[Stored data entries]
--*--

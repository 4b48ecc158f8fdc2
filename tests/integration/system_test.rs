// Smoke tests against the host operating system

use std::process::{Child, Command};
use std::thread;
use std::time::Duration;

use procwatch::{MonitorConfig, PriorityLevel, ProcessMonitor};

fn sleeper() -> Option<Child> {
    if cfg!(windows) {
        Command::new("ping").args(["-n", "30", "127.0.0.1"]).spawn().ok()
    } else {
        Command::new("sleep").arg("30").spawn().ok()
    }
}

#[test]
fn test_lists_current_process() {
    let monitor = ProcessMonitor::new(MonitorConfig::default());
    let own_pid = std::process::id();

    let processes = monitor.list_processes();
    assert!(!processes.is_empty());

    let own = processes.iter().find(|p| p.pid == own_pid).unwrap();
    assert!(own.working_set_bytes > 0);
    assert!((0.0..=100.0).contains(&own.cpu_usage_percent));

    // Sorted by CPU, highest first
    assert!(processes
        .windows(2)
        .all(|pair| pair[0].cpu_usage_percent >= pair[1].cpu_usage_percent));
}

#[test]
fn test_detail_of_current_process_has_owner() {
    let monitor = ProcessMonitor::new(MonitorConfig::default());

    let own = monitor.process_detail(std::process::id()).unwrap();
    assert!(own.is_owner_resolved());
    assert!(own.start_time.is_some());
}

#[test]
fn test_system_stats_are_in_range() {
    let monitor = ProcessMonitor::new(MonitorConfig::default());
    monitor.list_processes();
    thread::sleep(sysinfo::MINIMUM_CPU_UPDATE_INTERVAL);

    let snapshot = monitor.poll();
    assert!(snapshot.stats.process_count > 0);
    assert!((0.0..=100.0).contains(&snapshot.stats.total_cpu_percent));
    assert!((0.0..=100.0).contains(&snapshot.stats.memory_used_percent()));
}

#[test]
fn test_kill_spawned_process() {
    let Some(mut child) = sleeper() else {
        return;
    };
    let pid = child.id();
    let monitor = ProcessMonitor::new(MonitorConfig::default());

    assert!(monitor.set_priority(pid, PriorityLevel::BelowNormal));
    assert!(monitor.kill(pid));

    let _ = child.wait();
    thread::sleep(Duration::from_millis(50));
    assert!(monitor.process_detail(pid).is_none());
}

#[test]
fn test_kill_unknown_process_fails() {
    let monitor = ProcessMonitor::new(MonitorConfig::default());
    assert!(!monitor.kill(u32::MAX - 1));
}

#[cfg(unix)]
#[test]
fn test_zombie_child_cannot_be_controlled() {
    let Ok(mut child) = Command::new("true").spawn() else {
        return;
    };
    let pid = child.id();
    // Exited but not yet reaped, so only the zombie entry is left
    thread::sleep(Duration::from_millis(300));

    let monitor = ProcessMonitor::new(MonitorConfig::default());
    assert!(!monitor.kill(pid));
    assert!(!monitor.set_priority(pid, PriorityLevel::Normal));

    let _ = child.wait();
}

--*--

[Task to complete]
State, as a bare number, how many lines of the records above include "contains".

[Completed task]
3